Some 10,000 people are being recruited to test the jab over the coming weeks, but Prof Hill said he expected fewer than 50 of those to catch the virus, and the results could be deemed useless if fewer than 20 test positive. 

‘We said earlier in the year that there was an 80 per cent chance of developing an effective vaccine by September,’ he told the paper.

‘But at the moment, there’s a 50 per cent chance that we get no result at all.

‘We’re in the bizarre position of wanting Covid to stay, at least for a little while. But cases are declining.’

Oxford University’s jab was known as ChAdOx1 nCoV but has now been called AZD1222

AstraZeneca has signed a deal to mass-produce Oxford University’s promising COVID-19 jab and has agreements to supply 400million doses already

Business Secretary Alok Sharma said earlier this month the Government is ambitiously hoping to be in a position to roll-out a mass vaccination programme in the Autumn of this year.

But top scientists dealt a blow to the hopes of millions of Britons longing for an end to the pandemic when they warned a working vaccine is unlikely to be ready until 2021.

Doubts have been cast about the jab – one of the front-runners in the world’s vaccine race – after studies on monkeys suggested it didn’t stop them getting infected.
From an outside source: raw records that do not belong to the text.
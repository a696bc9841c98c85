use crate::{
    model::interaction::InteractionResponseDto,
    server::{model::interaction::CommandInvocation, util::parse::parse_user_snowflake},
};

use super::{
    InteractionService, INVALID_USER_ID_MESSAGE, PERMISSION_DENIED_MESSAGE, UNKNOWN_ERROR_MESSAGE,
};

impl InteractionService<'_> {
    /// Publicly pings a member on behalf of staff.
    ///
    /// The target is validated before the role lookup, so a missing or malformed id
    /// gets the same answer whether or not the invoker is staff.
    pub async fn mention(&self, command: &CommandInvocation) -> InteractionResponseDto {
        let Some(target) = command.option("user").and_then(parse_user_snowflake) else {
            return InteractionResponseDto::ephemeral(INVALID_USER_ID_MESSAGE);
        };

        match self
            .admin_roles()
            .is_admin(command.guild_id, &command.invoker)
            .await
        {
            Ok(true) => InteractionResponseDto::public(format!(
                "<@{}>, <@{}> from the staff team would like your attention.",
                target, command.invoker.id
            )),
            Ok(false) => {
                tracing::info!(
                    "Denied /mention to {} ({}): missing admin role",
                    command.invoker.tag(),
                    command.invoker.id
                );
                InteractionResponseDto::ephemeral(PERMISSION_DENIED_MESSAGE)
            }
            Err(e) => {
                tracing::error!(
                    "Role lookup for /mention by {} failed: {}",
                    command.invoker.id,
                    e
                );
                InteractionResponseDto::ephemeral(UNKNOWN_ERROR_MESSAGE)
            }
        }
    }
}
The Oxford/AstraZeneca jab, now called AZD1222, is currently in trials on humans to prove it is safe and the team say it is progressing well.
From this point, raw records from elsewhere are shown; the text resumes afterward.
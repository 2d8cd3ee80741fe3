/// Application state and router builder
///
/// This module defines the shared application state and provides
/// a function to build the Axum router with all routes and middleware.
///
/// # Example
///
/// ```no_run
/// use std::sync::Arc;
/// use taskreward_api::{app::AppState, config::Config};
/// use taskreward_shared::db::pool::create_pool;
/// use taskreward_shared::service::RewardService;
/// use taskreward_shared::store::postgres::PgRewardStore;
///
/// # async fn example() -> anyhow::Result<()> {
/// let config = Config::from_env()?;
/// let pool = create_pool(config.pool_config()).await?;
/// let service = RewardService::new(Arc::new(PgRewardStore::new(pool)), config.completion_config());
/// let state = AppState::new(service, config);
/// let app = taskreward_api::app::build_router(state);
/// # Ok(())
/// # }
/// ```

use crate::{config::Config, error::ApiError};
use axum::{
    extract::{Request, State},
    http::{header, HeaderValue, Method},
    middleware::Next,
    response::Response,
    routing::{get, post},
    Router,
};
use std::sync::Arc;
use taskreward_shared::auth::jwt::TokenIssuer;
use taskreward_shared::service::RewardService;
use tokio_util::sync::CancellationToken;
use tower_http::{
    cors::CorsLayer,
    trace::{DefaultMakeSpan, DefaultOnResponse, TraceLayer},
};
use tracing::Level;

/// Shared application state
///
/// Cloned for each request handler via Axum's `State` extractor.
#[derive(Clone)]
pub struct AppState {
    /// Domain facade over the configured store
    pub service: RewardService,

    /// Signs and verifies access tokens
    pub tokens: Arc<TokenIssuer>,

    /// Application configuration
    pub config: Arc<Config>,

    /// Cancelled when the server shuts down; completions run on child tokens
    pub shutdown: CancellationToken,
}

impl AppState {
    /// Creates state whose token issuer is built from `config`
    pub fn new(service: RewardService, config: Config) -> Self {
        let tokens = config.token_issuer();
        Self {
            service,
            tokens: Arc::new(tokens),
            config: Arc::new(config),
            shutdown: CancellationToken::new(),
        }
    }

    /// Replaces the shutdown token
    pub fn with_shutdown(mut self, shutdown: CancellationToken) -> Self {
        self.shutdown = shutdown;
        self
    }
}

/// Identity of the caller, inserted by [`jwt_auth_layer`]
#[derive(Debug, Clone, PartialEq, Eq)]
pub struct AuthUser {
    pub user_id: i64,
    pub login: String,
}

/// Builds the complete Axum router with all routes and middleware
///
/// ```text
/// /
/// ├── GET  /health
/// ├── /auth/                                      (public)
/// │   ├── POST /register?referID=<id>
/// │   └── POST /login
/// ├── /users/                                     (JWT)
/// │   ├── GET  /leaderboard
/// │   ├── GET  /tasks/activetasks
/// │   ├── GET  /:user_id/status
/// │   └── POST /:user_id/tasks/:task_id/complete
/// └── POST /tasks                                 (JWT)
/// ```
///
/// Middleware, outermost first: CORS, request tracing, then JWT
/// authentication on the protected routes.
pub fn build_router(state: AppState) -> Router {
    use crate::routes;

    let health_routes = Router::new().route("/health", get(routes::health::health_check));

    let auth_routes = Router::new()
        .route("/register", post(routes::auth::register))
        .route("/login", post(routes::auth::login));

    let user_routes = Router::new()
        .route("/leaderboard", get(routes::users::leaderboard))
        .route("/tasks/activetasks", get(routes::users::active_tasks))
        .route("/:user_id/status", get(routes::users::status))
        .route(
            "/:user_id/tasks/:task_id/complete",
            post(routes::users::complete_task),
        );

    let task_routes = Router::new().route("/", post(routes::tasks::create_task));

    let protected = Router::new()
        .nest("/users", user_routes)
        .nest("/tasks", task_routes)
        .layer(axum::middleware::from_fn_with_state(
            state.clone(),
            jwt_auth_layer,
        ));

    Router::new()
        .merge(health_routes)
        .nest("/auth", auth_routes)
        .merge(protected)
        .layer(
            TraceLayer::new_for_http()
                .make_span_with(DefaultMakeSpan::new().level(Level::INFO))
                .on_response(DefaultOnResponse::new().level(Level::INFO)),
        )
        .layer(cors_layer(&state.config))
        .with_state(state)
}

fn cors_layer(config: &Config) -> CorsLayer {
    if config.cors_permissive() {
        return CorsLayer::permissive();
    }

    let origins: Vec<HeaderValue> = config
        .api
        .cors_origins
        .iter()
        .filter_map(|origin| origin.parse().ok())
        .collect();

    CorsLayer::new()
        .allow_origin(origins)
        .allow_methods([Method::GET, Method::POST, Method::OPTIONS])
        .allow_headers([header::AUTHORIZATION, header::CONTENT_TYPE])
        .max_age(std::time::Duration::from_secs(3600))
}

/// JWT authentication middleware layer
///
/// Validates the `Authorization: Bearer <token>` header and inserts an
/// [`AuthUser`] into the request extensions.
async fn jwt_auth_layer(
    State(state): State<AppState>,
    mut req: Request,
    next: Next,
) -> Result<Response, ApiError> {
    let auth_header = req
        .headers()
        .get(header::AUTHORIZATION)
        .and_then(|v| v.to_str().ok())
        .ok_or_else(|| ApiError::Unauthorized("Missing authorization header".to_string()))?;

    let token = auth_header
        .strip_prefix("Bearer ")
        .ok_or_else(|| ApiError::Unauthorized("Expected Bearer token".to_string()))?;

    let claims = state.tokens.validate(token)?;

    req.extensions_mut().insert(AuthUser {
        user_id: claims.sub,
        login: claims.login,
    });

    Ok(next.run(req).await)
}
Meanwhile, stock markets were sent into a frenzy this week after promising results that showed another experimental vaccine, made by US firm Moderna, could block the virus in humans.

Prof Hill urged caution ahead of plans next month for the university to release results of a first trial conducted on more than 1,000 volunteers during the disease’s peak in April. 
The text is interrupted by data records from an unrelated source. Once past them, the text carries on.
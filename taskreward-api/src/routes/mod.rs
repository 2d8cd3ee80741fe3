/// API route handlers
///
/// Handlers are organized by resource:
///
/// - `health`: Health check endpoint
/// - `auth`: Registration and login
/// - `users`: User status, task completion, leaderboard, open tasks
/// - `tasks`: Task creation

pub mod auth;
pub mod health;
pub mod tasks;
pub mod users;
Developing a vaccine is a complex procedure which relies on a number of lengthy steps.

But researchers racing to develop one for COVID-19 – which threatens to keep entire nations in lockdown until it can be stopped – are breaking through this stages at an unprecedented pace, scientists say.

One vaccine for rotavirus, a virus that causes deadly diarrhoea in children, took 26 years to make, the Washington Post reported, and one of its creators called this ‘pretty typical’.

Scientists must first sequence the virus they want to make a vaccine against – meaning they deconstruct it to examine its internal workings.

This process was sped up because the Chinese officials who discovered the coronavirus SARS-CoV-2 mapped the virus and shared it worldwide for free at the very start of the outbreak.

Scientists also noticed that it is almost identical to the one that causes SARS, a similar illness which hit Asia in 2002/3. This saved time because researchers already knew which areas of the virus they could target, and some had already tried to make SARS vaccines, which could work as a blueprint for tackling COVID-19.

Trials, which begin after a vaccine is painstakingly designed and produced in a laboratory, also take a long time. First, scientists must repeatedly test the vaccine on animals such as mice or monkeys. 

If it proves to be safe, this must then go on to very small human trials, then incrementally larger ones as the safety and effectiveness of it is constantly monitored.

Often, human trials take months or even years so scientists can be absolutely certain the vaccine won’t have any damaging side effects.

If there are any hiccups the researchers may have to tweak the chemical make-up of the vaccine and start again.

If things go smoothly, the vaccine can progress to the manufacturing phase and be produced en masse and sold to the people or governments who need them.

Scientists have claimed they could have a vaccine ready for COVID-19 by September this year, a break-neck pace which critics say is unlikely.

Professor Robin Shattock, an immunity expert at Imperial College London, said: ‘It’s highly unlikely that a vaccine will be available for use by September. 

‘It will be critical to build the evidence base to show a vaccine works before it’s deployed. This takes time and is dependent on seeing a difference in the number of infections between active vaccine and a placebo. 

‘The lower the transmission rate in the UK, the longer it will take to generate such data.’